Tanner was born on May 23, 1939 in Houston. He grew up in Houston and as a young boy loved to watch both sprint car and motorcycle dirt track racing. Fellow Texan A.J. Foyt was an early hero. He bought a sprint car as a teenager, but was too scared to drive it so he sold it, doubling his money. When he was 14, Tanner bought his first motorcycle – a Villiers James. Shortly afterwards, Tanner started racing in local field meets around Texas and soon earned a support ride on a 500cc Triumph.
While following the county fair circuit in the Midwest one summer, an announcer jokingly said that Tanner was a rock 'n' roll star back home in Texas. Fans swamped him after the race asking for his autograph and copies of his record, even though he had never made a recording in his life. The race announcer saw an opportunity and quickly put Tanner in the recording studio to cut a record, including a hastily written tune based on Tanner’s nickname. The song began: "When I was born in a Texas shack, Pop took one look and said send him back. No scrawnier runt ever lived than me, but now I’m known as the 'Flying Flea.'"
Tanner burst onto the AMA Grand National scene as a rookie Expert in 1958. The "Flying Flea" did fly and finished sixth in his first year on the circuit. Indicative of what the future held in store was his runner-up finish in that year’s San Jose National Mile. After defending Grand National Champion Joe Leonard’s track record was broken not once but three times in time trials, the 25-lap race turned into a barnburner. Carroll Resweber, who would go on to win the first of his four Grand National titles that year, and eventual winner Everett Brashear and Don Hawley swapped the lead back and forth an astonishing 55 times! When the checkered flag fell, Brashear was first across the line, but it was the rookie Tanner in second ahead of Resweber. Tanner had arrived.

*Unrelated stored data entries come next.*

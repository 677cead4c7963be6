use std::iter::Peekable;
use std::str::SplitWhitespace;

use super::{error, CommandName};
use crate::decode::parse_integer;

#[rustfmt::skip]
const COMMANDS: CommandNameList = &[
    (CommandName::Help,      &["help", "--help", "h", "-h", "?"]),
    (CommandName::Exit,      &["exit", "quit", "q"]),
    (CommandName::Load,      &["load"]),
    (CommandName::Run,       &["run"]),
    (CommandName::Step,      &["step", "s"]),
    (CommandName::Registers, &["regs", "registers", "reg", "r"]),
    (CommandName::Memory,    &["mem", "memory", "m"]),
    (CommandName::Reset,     &["reset"]),
    // "break" and "del" are treated specially
];
const BREAK_COMMAND: CandidateList = &["break", "b"];
#[rustfmt::skip]
const BREAK_SUBCOMMANDS: CommandNameList = &[
    (CommandName::BreakList,   &["list", "l"]),
    (CommandName::BreakAdd,    &["add", "a"]),
    (CommandName::BreakRemove, &["remove", "rm", "del", "delete"]),
];
const DELETE_COMMAND: CandidateList = &["del", "delete", "d"];
const DELETE_SUBCOMMANDS: CommandNameList = &[(CommandName::BreakRemove, &["break", "b"])];

/// A [`CommandName`] with a list of name candidates.
type CommandNameList<'a> = &'a [(CommandName, CandidateList<'a>)];
/// List of single-word aliases for a command or subcommand.
type CandidateList<'a> = &'a [&'a str];

/// Iterator over a command string which yields command-name or argument values.
pub struct Arguments<'a> {
    tokens: Peekable<SplitWhitespace<'a>>,
    /// Amount of arguments requested (successfully or not).
    ///
    /// Must only be incremented by [`Self::next_argument_str`].
    arg_count: u8,
}

impl<'a> From<&'a str> for Arguments<'a> {
    fn from(buffer: &'a str) -> Self {
        Self {
            tokens: buffer.split_whitespace().peekable(),
            arg_count: 0,
        }
    }
}

impl<'a> Arguments<'a> {
    fn next_argument_str(&mut self) -> Option<&'a str> {
        let argument = self.tokens.next()?;
        self.arg_count += 1;
        Some(argument)
    }

    /// Parse next [`CommandName`].
    ///
    /// Considers multi-word command names (i.e. subcommands) as one name. Eg. "break list".
    ///
    /// Assumes line is non-empty.
    pub fn get_command_name(&mut self) -> Result<CommandName, error::Command> {
        let command_name = self.tokens.next().unwrap_or("");

        if let Some(command) = find_name_match(command_name, COMMANDS) {
            return Ok(command);
        }

        if name_matches(command_name, BREAK_COMMAND) {
            // `break <line>` is shorthand for `break add <line>`
            if self
                .tokens
                .peek()
                .is_some_and(|argument| parse_integer(argument).is_some())
            {
                return Ok(CommandName::BreakAdd);
            }
            return self.get_subcommand_name(BREAK_COMMAND[0], BREAK_SUBCOMMANDS);
        }
        if name_matches(command_name, DELETE_COMMAND) {
            return self.get_subcommand_name(DELETE_COMMAND[0], DELETE_SUBCOMMANDS);
        }

        Err(error::Command::Invalid {
            command_name: command_name.to_string(),
            suggested: suggest(command_name, COMMANDS)
                .or_else(|| suggest(command_name, &[(CommandName::BreakAdd, BREAK_COMMAND)])),
        })
    }

    fn get_subcommand_name(
        &mut self,
        command_name: &'static str,
        subcommands: CommandNameList,
    ) -> Result<CommandName, error::Command> {
        let Some(subcommand_name) = self.tokens.next() else {
            return Err(error::Command::MissingSubcommand { command_name });
        };
        find_name_match(subcommand_name, subcommands).ok_or_else(|| {
            error::Command::InvalidSubcommand {
                command_name,
                subcommand_name: subcommand_name.to_string(),
                suggested: suggest(subcommand_name, subcommands),
            }
        })
    }

    /// Returns an error if the command string has any arguments left.
    pub fn expect_end(&mut self, expected_count: u8) -> Result<(), error::Argument> {
        if self.next_argument_str().is_none() {
            return Ok(());
        }
        // Count every extra argument, for the error message
        while self.next_argument_str().is_some() {}
        Err(error::Argument::TooManyArguments {
            expected_count,
            actual_count: self.arg_count,
        })
    }

    fn next_or_missing(
        &mut self,
        argument_name: &'static str,
        expected_count: u8,
    ) -> Result<&'a str, error::Argument> {
        let actual_count = self.arg_count;
        self.next_argument_str()
            .ok_or(error::Argument::Missing {
                argument_name,
                expected_count,
                actual_count,
            })
    }

    /// Parse next argument as text, such as a path.
    pub fn next_str(
        &mut self,
        argument_name: &'static str,
        expected_count: u8,
    ) -> Result<&'a str, error::Argument> {
        self.next_or_missing(argument_name, expected_count)
    }

    /// Parse next argument as a positive integer.
    pub fn next_positive_integer<T>(
        &mut self,
        argument_name: &'static str,
        expected_count: u8,
    ) -> Result<T, error::Argument>
    where
        T: TryFrom<u64> + Bounded,
    {
        let string = self.next_or_missing(argument_name, expected_count)?;
        parse_positive_integer(string).map_err(|error| error::Argument::InvalidValue {
            argument_name,
            string: string.to_string(),
            error,
        })
    }

    /// Parse next argument as a positive integer, or `1` if there are no arguments left.
    pub fn next_positive_integer_or_default<T>(
        &mut self,
        argument_name: &'static str,
    ) -> Result<T, error::Argument>
    where
        T: TryFrom<u64> + Bounded,
    {
        if self.tokens.peek().is_none() {
            return Ok(T::ONE);
        }
        self.next_positive_integer(argument_name, 1)
    }

    /// Parse next argument as an integer, which may be zero.
    pub fn next_count(
        &mut self,
        argument_name: &'static str,
        expected_count: u8,
    ) -> Result<usize, error::Argument> {
        let string = self.next_or_missing(argument_name, expected_count)?;
        let invalid = |error| error::Argument::InvalidValue {
            argument_name,
            string: string.to_string(),
            error,
        };
        let value = parse_integer(string)
            .filter(|value| *value >= 0)
            .ok_or_else(|| invalid(error::Value::MalformedInteger {}))?;
        usize::try_from(value).map_err(|_| {
            invalid(error::Value::IntegerTooLarge {
                max: usize::MAX as u64,
            })
        })
    }

    /// Parse next argument as a hexadecimal address, with optional `0x` prefix.
    pub fn next_address(
        &mut self,
        argument_name: &'static str,
        expected_count: u8,
    ) -> Result<u64, error::Argument> {
        let string = self.next_or_missing(argument_name, expected_count)?;
        parse_address(string).map_err(|error| error::Argument::InvalidValue {
            argument_name,
            string: string.to_string(),
            error,
        })
    }
}

/// Integer types which arguments can be parsed as.
pub trait Bounded {
    const ONE: Self;
    const MAX_VALUE: u64;
}

impl Bounded for u32 {
    const ONE: Self = 1;
    const MAX_VALUE: u64 = u32::MAX as u64;
}

impl Bounded for usize {
    const ONE: Self = 1;
    const MAX_VALUE: u64 = usize::MAX as u64;
}

fn parse_positive_integer<T>(string: &str) -> Result<T, error::Value>
where
    T: TryFrom<u64> + Bounded,
{
    let Some(value) = parse_integer(string) else {
        return Err(error::Value::MalformedInteger {});
    };
    if value <= 0 {
        return Err(error::Value::NotPositive {});
    }
    T::try_from(value as u64).map_err(|_| error::Value::IntegerTooLarge { max: T::MAX_VALUE })
}

fn parse_address(string: &str) -> Result<u64, error::Value> {
    let digits = string
        .strip_prefix("0x")
        .or_else(|| string.strip_prefix("0X"))
        .unwrap_or(string);
    if digits.is_empty() || digits.starts_with(['+', '-']) {
        return Err(error::Value::MalformedAddress {});
    }
    u64::from_str_radix(digits, 16).map_err(|_| error::Value::MalformedAddress {})
}

/// Returns the first [`CommandName`], which has a corresponding candidate which matches `name`
/// (case insensitive).
fn find_name_match(name: &str, commands: CommandNameList) -> Option<CommandName> {
    commands
        .iter()
        .find(|(_, candidates)| name_matches(name, candidates))
        .map(|(command, _)| *command)
}

/// Returns `true` if `name` matchs any item of `candidates` (case insensitive).
fn name_matches(name: &str, candidates: CandidateList) -> bool {
    candidates
        .iter()
        .any(|candidate| name.eq_ignore_ascii_case(candidate))
}

/// Closest command to a misspelled name: one edit away from a candidate of at least 3
/// characters, or a prefix of one.
fn suggest(name: &str, commands: CommandNameList) -> Option<CommandName> {
    let name = name.to_ascii_lowercase();
    if name.len() < 2 {
        return None;
    }
    commands
        .iter()
        .find(|(_, candidates)| {
            candidates.iter().any(|candidate| {
                candidate.len() >= 3
                    && (candidate.starts_with(name.as_str()) || is_one_edit_apart(&name, candidate))
            })
        })
        .map(|(command, _)| *command)
}

/// Whether `a` can be turned into `b` by one insertion, deletion, substitution, or swap of
/// adjacent characters.
fn is_one_edit_apart(a: &str, b: &str) -> bool {
    let a: Vec<char> = a.chars().collect();
    let b: Vec<char> = b.chars().collect();
    let prefix = a.iter().zip(&b).take_while(|(x, y)| x == y).count();
    let (a_rest, b_rest) = (&a[prefix..], &b[prefix..]);
    match (a_rest.len(), b_rest.len()) {
        (0, 0) => false,
        (x, y) if x == y => {
            a_rest[1..] == b_rest[1..]
                || (x >= 2 && a_rest[0] == b_rest[1] && a_rest[1] == b_rest[0] && a_rest[2..] == b_rest[2..])
        }
        (x, y) if x == y + 1 => a_rest[1..] == *b_rest,
        (x, y) if x + 1 == y => *a_rest == b_rest[1..],
        _ => false,
    }
}

#[cfg(test)]
mod tests {
    use super::*;

    #[test]
    fn command_names() {
        fn name(line: &str) -> Result<CommandName, error::Command> {
            Arguments::from(line).get_command_name()
        }
        assert_eq!(name("run"), Ok(CommandName::Run));
        assert_eq!(name("RUN"), Ok(CommandName::Run));
        assert_eq!(name("regs"), Ok(CommandName::Registers));
        assert_eq!(name("quit"), Ok(CommandName::Exit));
        assert_eq!(name("break 3"), Ok(CommandName::BreakAdd));
        assert_eq!(name("break add 3"), Ok(CommandName::BreakAdd));
        assert_eq!(name("break list"), Ok(CommandName::BreakList));
        assert_eq!(name("break remove 3"), Ok(CommandName::BreakRemove));
        assert_eq!(name("del break 3"), Ok(CommandName::BreakRemove));
        assert_eq!(
            name("break"),
            Err(error::Command::MissingSubcommand {
                command_name: "break"
            })
        );
        assert_eq!(
            name("del list"),
            Err(error::Command::InvalidSubcommand {
                command_name: "del",
                subcommand_name: "list".to_string(),
                suggested: None,
            })
        );
    }

    #[test]
    fn suggestions() {
        fn suggested(line: &str) -> Option<CommandName> {
            match Arguments::from(line).get_command_name() {
                Err(error::Command::Invalid { suggested, .. }) => suggested,
                other => panic!("expected invalid command, found {other:?}"),
            }
        }
        assert_eq!(suggested("rnu"), Some(CommandName::Run));
        assert_eq!(suggested("stpe"), Some(CommandName::Step));
        assert_eq!(suggested("memo"), Some(CommandName::Memory));
        assert_eq!(suggested("braek"), Some(CommandName::BreakAdd));
        assert_eq!(suggested("xyzzy"), None);
        assert_eq!(suggested("z"), None);
    }

    #[test]
    fn edit_distance() {
        assert!(is_one_edit_apart("stp", "step"));
        assert!(is_one_edit_apart("steep", "step"));
        assert!(is_one_edit_apart("stap", "step"));
        assert!(is_one_edit_apart("setp", "step"));
        assert!(!is_one_edit_apart("step", "step"));
        assert!(!is_one_edit_apart("sp", "step"));
        assert!(!is_one_edit_apart("pets", "step"));
    }

    #[test]
    fn addresses() {
        assert_eq!(parse_address("0x10000"), Ok(0x10000));
        assert_eq!(parse_address("10000"), Ok(0x10000));
        assert_eq!(parse_address("ff"), Ok(0xFF));
        assert_eq!(parse_address("0x"), Err(error::Value::MalformedAddress {}));
        assert_eq!(parse_address("-4"), Err(error::Value::MalformedAddress {}));
        assert_eq!(parse_address("0xgg"), Err(error::Value::MalformedAddress {}));
    }

    #[test]
    fn positive_integers() {
        assert_eq!(parse_positive_integer::<u32>("12"), Ok(12));
        assert_eq!(parse_positive_integer::<u32>("0x10"), Ok(16));
        assert_eq!(
            parse_positive_integer::<u32>("0"),
            Err(error::Value::NotPositive {})
        );
        assert_eq!(
            parse_positive_integer::<u32>("-3"),
            Err(error::Value::NotPositive {})
        );
        assert_eq!(
            parse_positive_integer::<u32>("0x1_0000_0000"),
            Err(error::Value::MalformedInteger {})
        );
        assert_eq!(
            parse_positive_integer::<u32>("0x100000000"),
            Err(error::Value::IntegerTooLarge {
                max: u32::MAX as u64
            })
        );
    }
}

Tanner, who had established residency in California, topped the AMA’s half-mile race points list in his rookie year, and duplicated that feat in 1959. That year saw the opening of the new Ascot half-mile facility in Gardena, California, and it was Tanner who won the first-ever Grand National held there that July. In that era, AMA nationals were run for varying distances and that race was an 8-mile event. Tanner’s skill, combined with the ultra-fast characteristics of the track, produced a new eight-mile race record, breaking the old record by six seconds.
Tanner’s early successes came while riding a Triumph sponsored by Johnson Motors, the West Coast distributor of Triumph motorcycles. Ascot hosted races every Friday night during a lengthy southern California race season and for many years Tanner dueled with the likes of three-time Ascot National winner Al Gunter, 1961 Ascot National winner Neil Keen, Elliott Schultz, Stu Morley, Troy Lee, Jack O’Brien and Don Hawley. From the opening Ascot National that Tanner won in 1959 through the 1966 event, the winner was either Tanner, Gunter or Keen. After his opening-year Ascot win, Tanner topped the half-mile National at the track three more times, winning in three consecutive years, 1964-66. He had switched from riding Triumphs to competing on BSAs, prepared by the legendary C.R. Axtell.
Although four of Tanner’s seven Grand National victories came at his "hometown" Ascot track, perhaps his finest ride was turned in at the 1964 Springfield Mile. Tanner took the lead on the 26th lap of the 50-mile race and he dueled the remainder of the race with Dick Mann, and briefly Ronnie Rall, before crossing the finish line first, a narrow three bike lengths ahead of Mann. His victory on a BSA at Springfield broke a 10-year Harley-Davidson victory stretch at the famed oval. Mann was also BSA-mounted, so the first Harley finished third with Ralph White aboard.
Two years later, in 1966, Tanner scored his fourth Ascot National win, and added wins in half-mile Nationals at Elkhorn, Wisconsin, and Heidelberg, Pennsylvania. He finished the year third in the Grand National Championship point standings, trailing only fellow Motorcycle Hall of Fame members Bart Markel and Gary Nixon.
Tanner hung up his steel shoe in 1972 and now operates an Arai helmet distributorship in Southern California.
Tanner was inducted into the Hall of Fame in 1999. He passed away on Sept. 21, 2023.